Your objective:
Count up the lines holding "ClientRegistry" in the material, then reply with only the number.

Data under study:

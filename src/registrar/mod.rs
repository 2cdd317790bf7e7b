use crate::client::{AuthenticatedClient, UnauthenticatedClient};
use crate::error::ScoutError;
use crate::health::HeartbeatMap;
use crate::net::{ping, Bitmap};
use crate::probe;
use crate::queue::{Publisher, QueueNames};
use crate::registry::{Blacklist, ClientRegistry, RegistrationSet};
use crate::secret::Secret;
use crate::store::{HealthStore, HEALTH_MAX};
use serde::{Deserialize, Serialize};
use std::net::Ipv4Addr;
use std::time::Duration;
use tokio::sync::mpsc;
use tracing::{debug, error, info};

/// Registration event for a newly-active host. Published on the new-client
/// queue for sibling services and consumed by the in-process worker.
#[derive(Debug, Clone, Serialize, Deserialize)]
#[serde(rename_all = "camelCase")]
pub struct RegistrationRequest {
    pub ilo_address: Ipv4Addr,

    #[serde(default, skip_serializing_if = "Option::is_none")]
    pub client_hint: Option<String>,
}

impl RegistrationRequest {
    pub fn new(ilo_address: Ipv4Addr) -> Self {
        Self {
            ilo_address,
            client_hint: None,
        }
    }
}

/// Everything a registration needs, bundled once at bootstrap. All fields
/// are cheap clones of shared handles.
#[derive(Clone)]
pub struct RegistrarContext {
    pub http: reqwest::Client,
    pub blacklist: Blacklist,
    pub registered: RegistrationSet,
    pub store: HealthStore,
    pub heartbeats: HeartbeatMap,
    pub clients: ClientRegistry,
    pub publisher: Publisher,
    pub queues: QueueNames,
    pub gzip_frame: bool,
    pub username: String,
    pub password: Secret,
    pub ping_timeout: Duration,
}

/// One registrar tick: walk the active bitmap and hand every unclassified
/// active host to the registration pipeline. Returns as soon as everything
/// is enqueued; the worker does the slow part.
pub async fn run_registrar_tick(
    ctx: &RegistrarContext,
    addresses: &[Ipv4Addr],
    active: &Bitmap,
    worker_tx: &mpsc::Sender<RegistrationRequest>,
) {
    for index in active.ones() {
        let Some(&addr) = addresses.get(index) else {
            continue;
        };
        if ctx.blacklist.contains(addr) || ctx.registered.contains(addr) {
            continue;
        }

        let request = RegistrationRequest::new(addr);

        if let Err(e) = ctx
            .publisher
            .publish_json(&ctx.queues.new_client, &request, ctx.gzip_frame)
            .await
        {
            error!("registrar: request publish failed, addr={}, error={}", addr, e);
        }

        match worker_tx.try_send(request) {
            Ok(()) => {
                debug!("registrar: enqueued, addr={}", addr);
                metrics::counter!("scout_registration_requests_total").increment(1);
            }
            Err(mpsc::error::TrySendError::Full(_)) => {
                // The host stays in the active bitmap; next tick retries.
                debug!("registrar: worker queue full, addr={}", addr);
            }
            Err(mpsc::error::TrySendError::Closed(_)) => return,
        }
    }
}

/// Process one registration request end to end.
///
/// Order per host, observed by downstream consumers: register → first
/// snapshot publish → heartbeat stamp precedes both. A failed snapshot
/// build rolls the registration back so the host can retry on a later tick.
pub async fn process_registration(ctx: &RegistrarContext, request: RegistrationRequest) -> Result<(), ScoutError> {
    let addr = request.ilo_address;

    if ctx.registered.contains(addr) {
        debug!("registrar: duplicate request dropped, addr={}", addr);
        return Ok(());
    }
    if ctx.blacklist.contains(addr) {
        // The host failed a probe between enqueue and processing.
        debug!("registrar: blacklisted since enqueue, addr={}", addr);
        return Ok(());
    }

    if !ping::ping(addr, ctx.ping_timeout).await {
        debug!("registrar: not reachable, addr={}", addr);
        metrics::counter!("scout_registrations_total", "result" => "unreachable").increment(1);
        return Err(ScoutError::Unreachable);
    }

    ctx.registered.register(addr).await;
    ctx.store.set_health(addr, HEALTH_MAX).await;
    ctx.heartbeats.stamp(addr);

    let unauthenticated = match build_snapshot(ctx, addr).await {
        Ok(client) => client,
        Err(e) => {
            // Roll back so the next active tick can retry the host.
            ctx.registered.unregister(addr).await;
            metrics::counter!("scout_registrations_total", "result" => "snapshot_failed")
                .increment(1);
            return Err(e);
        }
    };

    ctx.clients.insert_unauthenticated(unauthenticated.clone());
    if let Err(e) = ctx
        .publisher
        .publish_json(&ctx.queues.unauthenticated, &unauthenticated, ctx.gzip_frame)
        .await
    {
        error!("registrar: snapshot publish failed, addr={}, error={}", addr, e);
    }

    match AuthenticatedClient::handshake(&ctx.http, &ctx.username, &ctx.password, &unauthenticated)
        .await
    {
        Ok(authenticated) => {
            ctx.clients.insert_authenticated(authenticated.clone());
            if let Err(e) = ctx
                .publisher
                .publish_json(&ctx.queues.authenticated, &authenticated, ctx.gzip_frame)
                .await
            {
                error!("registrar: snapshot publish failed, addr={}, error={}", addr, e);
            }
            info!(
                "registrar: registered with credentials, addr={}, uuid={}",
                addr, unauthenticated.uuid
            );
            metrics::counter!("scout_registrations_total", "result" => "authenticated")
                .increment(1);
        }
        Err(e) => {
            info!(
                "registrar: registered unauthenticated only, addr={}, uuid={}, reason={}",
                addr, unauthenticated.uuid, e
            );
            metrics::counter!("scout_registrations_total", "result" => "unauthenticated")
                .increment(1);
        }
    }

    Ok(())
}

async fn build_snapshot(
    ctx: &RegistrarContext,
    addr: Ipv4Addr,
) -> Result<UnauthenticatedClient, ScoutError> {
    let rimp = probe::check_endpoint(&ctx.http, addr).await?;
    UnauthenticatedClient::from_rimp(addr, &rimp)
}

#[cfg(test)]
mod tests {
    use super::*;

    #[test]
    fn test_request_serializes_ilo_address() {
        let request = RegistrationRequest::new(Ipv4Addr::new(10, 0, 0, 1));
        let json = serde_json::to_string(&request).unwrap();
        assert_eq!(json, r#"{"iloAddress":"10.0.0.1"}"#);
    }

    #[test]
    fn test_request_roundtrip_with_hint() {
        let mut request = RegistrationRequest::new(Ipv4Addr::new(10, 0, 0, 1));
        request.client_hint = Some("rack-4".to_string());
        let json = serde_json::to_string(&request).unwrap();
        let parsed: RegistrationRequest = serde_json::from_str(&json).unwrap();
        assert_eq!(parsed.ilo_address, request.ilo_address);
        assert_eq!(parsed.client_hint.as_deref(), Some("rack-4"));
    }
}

Output below:
2